# TASK DIRECTIONS
Working from the records below, repeat exactly the lines starting at the line that contains "Custom error types for the engine" and ending at the line that contains "use std::fmt;", inclusive.

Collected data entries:
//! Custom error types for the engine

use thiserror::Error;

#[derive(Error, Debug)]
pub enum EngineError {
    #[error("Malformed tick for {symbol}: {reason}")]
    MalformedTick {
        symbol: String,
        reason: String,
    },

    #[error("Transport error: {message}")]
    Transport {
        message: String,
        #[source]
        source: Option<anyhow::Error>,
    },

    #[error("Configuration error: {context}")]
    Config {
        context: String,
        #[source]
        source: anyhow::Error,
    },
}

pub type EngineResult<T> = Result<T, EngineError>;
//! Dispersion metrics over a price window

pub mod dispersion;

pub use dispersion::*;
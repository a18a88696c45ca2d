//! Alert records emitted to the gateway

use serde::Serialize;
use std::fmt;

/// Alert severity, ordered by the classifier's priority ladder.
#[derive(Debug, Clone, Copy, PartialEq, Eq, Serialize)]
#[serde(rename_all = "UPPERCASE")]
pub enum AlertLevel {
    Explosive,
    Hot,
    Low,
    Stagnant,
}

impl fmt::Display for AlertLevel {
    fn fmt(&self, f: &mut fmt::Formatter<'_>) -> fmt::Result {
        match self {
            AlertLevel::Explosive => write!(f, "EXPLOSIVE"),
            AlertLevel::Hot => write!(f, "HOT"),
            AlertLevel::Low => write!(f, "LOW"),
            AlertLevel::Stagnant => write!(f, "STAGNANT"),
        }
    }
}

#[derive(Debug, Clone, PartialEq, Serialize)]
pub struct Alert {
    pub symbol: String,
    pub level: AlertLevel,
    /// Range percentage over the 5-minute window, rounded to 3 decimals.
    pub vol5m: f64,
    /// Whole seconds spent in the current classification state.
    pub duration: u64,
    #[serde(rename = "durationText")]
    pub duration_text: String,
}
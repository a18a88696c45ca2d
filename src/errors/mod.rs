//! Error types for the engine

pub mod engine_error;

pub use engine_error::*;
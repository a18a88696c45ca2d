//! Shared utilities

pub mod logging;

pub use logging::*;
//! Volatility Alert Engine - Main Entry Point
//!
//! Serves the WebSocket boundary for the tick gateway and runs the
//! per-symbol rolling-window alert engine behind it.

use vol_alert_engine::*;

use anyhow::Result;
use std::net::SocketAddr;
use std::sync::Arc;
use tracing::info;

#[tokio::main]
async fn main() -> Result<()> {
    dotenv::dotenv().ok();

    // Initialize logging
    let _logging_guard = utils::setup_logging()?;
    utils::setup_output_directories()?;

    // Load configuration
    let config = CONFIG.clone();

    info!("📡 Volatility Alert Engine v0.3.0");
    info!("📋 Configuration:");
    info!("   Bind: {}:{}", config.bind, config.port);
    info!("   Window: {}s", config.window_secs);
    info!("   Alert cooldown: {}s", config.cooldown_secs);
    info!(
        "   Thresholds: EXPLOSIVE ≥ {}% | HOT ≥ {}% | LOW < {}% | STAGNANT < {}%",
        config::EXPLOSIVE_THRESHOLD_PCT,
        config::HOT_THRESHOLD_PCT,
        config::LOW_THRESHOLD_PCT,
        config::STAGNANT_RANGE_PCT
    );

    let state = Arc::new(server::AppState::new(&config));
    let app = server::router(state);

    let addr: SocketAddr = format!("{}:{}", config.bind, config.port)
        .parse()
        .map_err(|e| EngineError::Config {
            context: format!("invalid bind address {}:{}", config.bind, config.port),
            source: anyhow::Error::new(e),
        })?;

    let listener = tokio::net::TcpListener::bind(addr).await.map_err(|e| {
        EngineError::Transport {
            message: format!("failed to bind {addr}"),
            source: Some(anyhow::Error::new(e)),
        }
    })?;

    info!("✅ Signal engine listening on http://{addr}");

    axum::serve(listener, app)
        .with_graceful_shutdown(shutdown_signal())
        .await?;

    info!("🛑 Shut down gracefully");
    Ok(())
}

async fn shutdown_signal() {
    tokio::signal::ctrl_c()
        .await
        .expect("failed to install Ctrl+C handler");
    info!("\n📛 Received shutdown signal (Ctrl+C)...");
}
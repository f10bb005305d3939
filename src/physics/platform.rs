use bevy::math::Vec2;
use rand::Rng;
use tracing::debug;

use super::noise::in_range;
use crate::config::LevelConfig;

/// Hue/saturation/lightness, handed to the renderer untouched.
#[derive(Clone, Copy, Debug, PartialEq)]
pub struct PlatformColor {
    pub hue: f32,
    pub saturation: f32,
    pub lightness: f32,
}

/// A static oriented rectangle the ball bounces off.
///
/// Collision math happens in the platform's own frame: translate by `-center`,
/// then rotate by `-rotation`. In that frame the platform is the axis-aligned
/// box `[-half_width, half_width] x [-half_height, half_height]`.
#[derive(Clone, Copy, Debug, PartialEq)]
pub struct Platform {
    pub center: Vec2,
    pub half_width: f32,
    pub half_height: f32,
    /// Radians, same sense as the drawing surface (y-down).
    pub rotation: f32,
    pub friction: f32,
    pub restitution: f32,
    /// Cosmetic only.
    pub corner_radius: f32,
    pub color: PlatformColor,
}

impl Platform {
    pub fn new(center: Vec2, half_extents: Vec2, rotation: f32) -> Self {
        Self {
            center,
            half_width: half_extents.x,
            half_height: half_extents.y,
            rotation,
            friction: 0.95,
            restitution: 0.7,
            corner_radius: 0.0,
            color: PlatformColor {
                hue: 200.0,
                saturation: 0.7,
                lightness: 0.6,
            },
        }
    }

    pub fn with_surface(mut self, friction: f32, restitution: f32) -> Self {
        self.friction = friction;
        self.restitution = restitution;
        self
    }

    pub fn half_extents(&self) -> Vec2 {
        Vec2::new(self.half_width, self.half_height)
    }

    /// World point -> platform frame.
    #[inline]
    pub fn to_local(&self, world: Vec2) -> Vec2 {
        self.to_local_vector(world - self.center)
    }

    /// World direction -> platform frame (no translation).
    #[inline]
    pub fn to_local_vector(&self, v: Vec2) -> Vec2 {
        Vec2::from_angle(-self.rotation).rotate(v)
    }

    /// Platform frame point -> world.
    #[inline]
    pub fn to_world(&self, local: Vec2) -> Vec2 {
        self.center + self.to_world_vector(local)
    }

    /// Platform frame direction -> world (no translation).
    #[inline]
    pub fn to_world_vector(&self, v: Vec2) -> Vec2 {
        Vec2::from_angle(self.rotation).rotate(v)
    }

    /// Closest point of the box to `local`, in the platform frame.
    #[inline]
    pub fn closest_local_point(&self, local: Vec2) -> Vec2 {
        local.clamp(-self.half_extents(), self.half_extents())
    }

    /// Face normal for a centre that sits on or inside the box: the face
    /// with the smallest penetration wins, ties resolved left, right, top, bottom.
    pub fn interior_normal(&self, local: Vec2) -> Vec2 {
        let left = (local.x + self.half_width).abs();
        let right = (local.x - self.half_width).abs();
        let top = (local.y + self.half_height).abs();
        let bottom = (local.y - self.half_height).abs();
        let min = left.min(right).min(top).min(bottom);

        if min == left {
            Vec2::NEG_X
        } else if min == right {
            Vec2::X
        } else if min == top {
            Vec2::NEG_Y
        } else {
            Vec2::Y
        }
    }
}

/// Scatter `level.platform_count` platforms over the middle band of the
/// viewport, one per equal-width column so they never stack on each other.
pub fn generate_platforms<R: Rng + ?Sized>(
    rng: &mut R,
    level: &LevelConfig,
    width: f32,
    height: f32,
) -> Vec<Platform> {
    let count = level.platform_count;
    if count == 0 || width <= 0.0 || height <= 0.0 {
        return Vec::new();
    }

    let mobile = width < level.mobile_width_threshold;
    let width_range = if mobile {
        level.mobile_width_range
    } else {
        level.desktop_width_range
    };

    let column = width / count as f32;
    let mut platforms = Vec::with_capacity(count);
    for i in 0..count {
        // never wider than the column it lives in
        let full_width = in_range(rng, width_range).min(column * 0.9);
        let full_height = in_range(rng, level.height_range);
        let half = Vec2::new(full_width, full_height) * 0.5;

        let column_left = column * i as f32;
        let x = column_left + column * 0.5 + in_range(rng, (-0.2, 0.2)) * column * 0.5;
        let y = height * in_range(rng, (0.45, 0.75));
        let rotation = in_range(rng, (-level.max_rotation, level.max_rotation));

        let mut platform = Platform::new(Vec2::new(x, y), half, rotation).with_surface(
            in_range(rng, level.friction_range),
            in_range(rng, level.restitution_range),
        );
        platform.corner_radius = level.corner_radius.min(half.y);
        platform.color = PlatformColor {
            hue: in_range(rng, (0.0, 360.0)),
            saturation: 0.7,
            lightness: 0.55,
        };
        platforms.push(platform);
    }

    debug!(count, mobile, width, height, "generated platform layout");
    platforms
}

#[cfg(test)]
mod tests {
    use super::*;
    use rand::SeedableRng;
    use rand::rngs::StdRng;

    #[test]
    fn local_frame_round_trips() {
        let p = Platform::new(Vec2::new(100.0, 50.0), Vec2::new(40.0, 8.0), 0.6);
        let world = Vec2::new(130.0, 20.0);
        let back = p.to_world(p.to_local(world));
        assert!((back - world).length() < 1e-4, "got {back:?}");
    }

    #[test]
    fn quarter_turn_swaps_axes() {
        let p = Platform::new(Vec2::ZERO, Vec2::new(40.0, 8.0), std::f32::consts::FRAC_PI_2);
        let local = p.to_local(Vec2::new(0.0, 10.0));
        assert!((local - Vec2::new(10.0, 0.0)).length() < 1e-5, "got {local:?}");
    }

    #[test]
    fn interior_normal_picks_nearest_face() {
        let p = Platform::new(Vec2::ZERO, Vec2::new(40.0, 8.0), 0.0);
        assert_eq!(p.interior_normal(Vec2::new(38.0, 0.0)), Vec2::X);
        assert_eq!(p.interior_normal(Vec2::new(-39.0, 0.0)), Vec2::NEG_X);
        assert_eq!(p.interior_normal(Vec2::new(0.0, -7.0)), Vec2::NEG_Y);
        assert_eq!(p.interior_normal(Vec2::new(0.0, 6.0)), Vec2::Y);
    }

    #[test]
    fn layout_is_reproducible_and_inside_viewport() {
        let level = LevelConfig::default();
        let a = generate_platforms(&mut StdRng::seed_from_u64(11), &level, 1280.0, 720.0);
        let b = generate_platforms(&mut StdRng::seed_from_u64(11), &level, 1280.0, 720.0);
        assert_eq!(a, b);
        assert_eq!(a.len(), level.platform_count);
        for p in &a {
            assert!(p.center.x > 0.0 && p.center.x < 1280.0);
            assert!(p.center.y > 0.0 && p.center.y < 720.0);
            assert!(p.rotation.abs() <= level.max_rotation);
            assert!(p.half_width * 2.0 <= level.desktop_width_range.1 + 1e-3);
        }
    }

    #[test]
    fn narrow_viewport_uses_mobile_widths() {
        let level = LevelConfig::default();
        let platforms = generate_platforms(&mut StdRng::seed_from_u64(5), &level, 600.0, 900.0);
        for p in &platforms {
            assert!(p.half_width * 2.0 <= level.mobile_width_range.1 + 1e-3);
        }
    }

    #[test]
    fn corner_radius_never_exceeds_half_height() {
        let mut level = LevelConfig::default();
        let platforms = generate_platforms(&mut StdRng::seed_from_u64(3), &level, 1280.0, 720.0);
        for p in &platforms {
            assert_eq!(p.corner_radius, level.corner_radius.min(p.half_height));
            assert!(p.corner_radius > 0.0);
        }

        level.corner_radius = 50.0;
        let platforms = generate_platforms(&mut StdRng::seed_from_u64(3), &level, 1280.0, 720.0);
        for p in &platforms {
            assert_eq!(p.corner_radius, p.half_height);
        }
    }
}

--

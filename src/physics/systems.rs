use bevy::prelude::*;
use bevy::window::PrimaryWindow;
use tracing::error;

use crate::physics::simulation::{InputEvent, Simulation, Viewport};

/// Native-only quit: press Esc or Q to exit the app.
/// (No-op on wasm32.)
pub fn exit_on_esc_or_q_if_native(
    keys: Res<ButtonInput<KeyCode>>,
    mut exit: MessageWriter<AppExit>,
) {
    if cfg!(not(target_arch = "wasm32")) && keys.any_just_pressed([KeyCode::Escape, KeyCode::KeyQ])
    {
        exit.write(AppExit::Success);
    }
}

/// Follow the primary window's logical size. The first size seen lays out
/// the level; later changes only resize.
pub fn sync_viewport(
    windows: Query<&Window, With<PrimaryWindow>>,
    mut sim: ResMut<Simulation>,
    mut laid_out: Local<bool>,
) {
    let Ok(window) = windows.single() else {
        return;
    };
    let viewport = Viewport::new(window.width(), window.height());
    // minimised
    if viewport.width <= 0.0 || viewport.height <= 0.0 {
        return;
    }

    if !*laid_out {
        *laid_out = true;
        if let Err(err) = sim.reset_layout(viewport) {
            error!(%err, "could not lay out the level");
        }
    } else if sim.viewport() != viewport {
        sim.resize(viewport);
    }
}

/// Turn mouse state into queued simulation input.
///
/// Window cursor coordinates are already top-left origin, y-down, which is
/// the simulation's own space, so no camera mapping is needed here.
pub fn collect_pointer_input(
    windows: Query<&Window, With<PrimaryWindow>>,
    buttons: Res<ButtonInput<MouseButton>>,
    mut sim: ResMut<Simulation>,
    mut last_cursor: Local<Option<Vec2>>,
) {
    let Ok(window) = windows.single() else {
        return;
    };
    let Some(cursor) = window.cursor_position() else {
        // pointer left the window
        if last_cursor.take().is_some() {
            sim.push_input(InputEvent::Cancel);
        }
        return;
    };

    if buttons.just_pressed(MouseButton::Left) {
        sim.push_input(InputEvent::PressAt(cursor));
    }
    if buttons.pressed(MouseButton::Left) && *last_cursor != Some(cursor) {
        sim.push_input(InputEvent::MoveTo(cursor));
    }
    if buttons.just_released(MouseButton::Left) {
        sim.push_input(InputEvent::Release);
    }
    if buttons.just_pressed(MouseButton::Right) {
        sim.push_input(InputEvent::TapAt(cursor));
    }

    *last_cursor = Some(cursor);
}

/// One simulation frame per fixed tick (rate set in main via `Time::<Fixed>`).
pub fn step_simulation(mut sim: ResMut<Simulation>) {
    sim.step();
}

# EXERCISE OUTPUT
//! Custom error types for the engine

use thiserror::Error;

#[derive(Error, Debug)]
pub enum EngineError {
    #[error("Malformed tick for {symbol}: {reason}")]
    MalformedTick {
        symbol: String,
        reason: String,
    },

    #[error("Transport error: {message}")]
    Transport {
        message: String,
        #[source]
        source: Option<anyhow::Error>,
    },

    #[error("Configuration error: {context}")]
    Config {
        context: String,
        #[source]
        source: anyhow::Error,
    },
}

pub type EngineResult<T> = Result<T, EngineError>;
//! Dispersion metrics over a price window

pub mod dispersion;

pub use dispersion::*;
repository a18a88696c45ca2d
//! Alert records emitted to the gateway

use serde::Serialize;
use std::fmt;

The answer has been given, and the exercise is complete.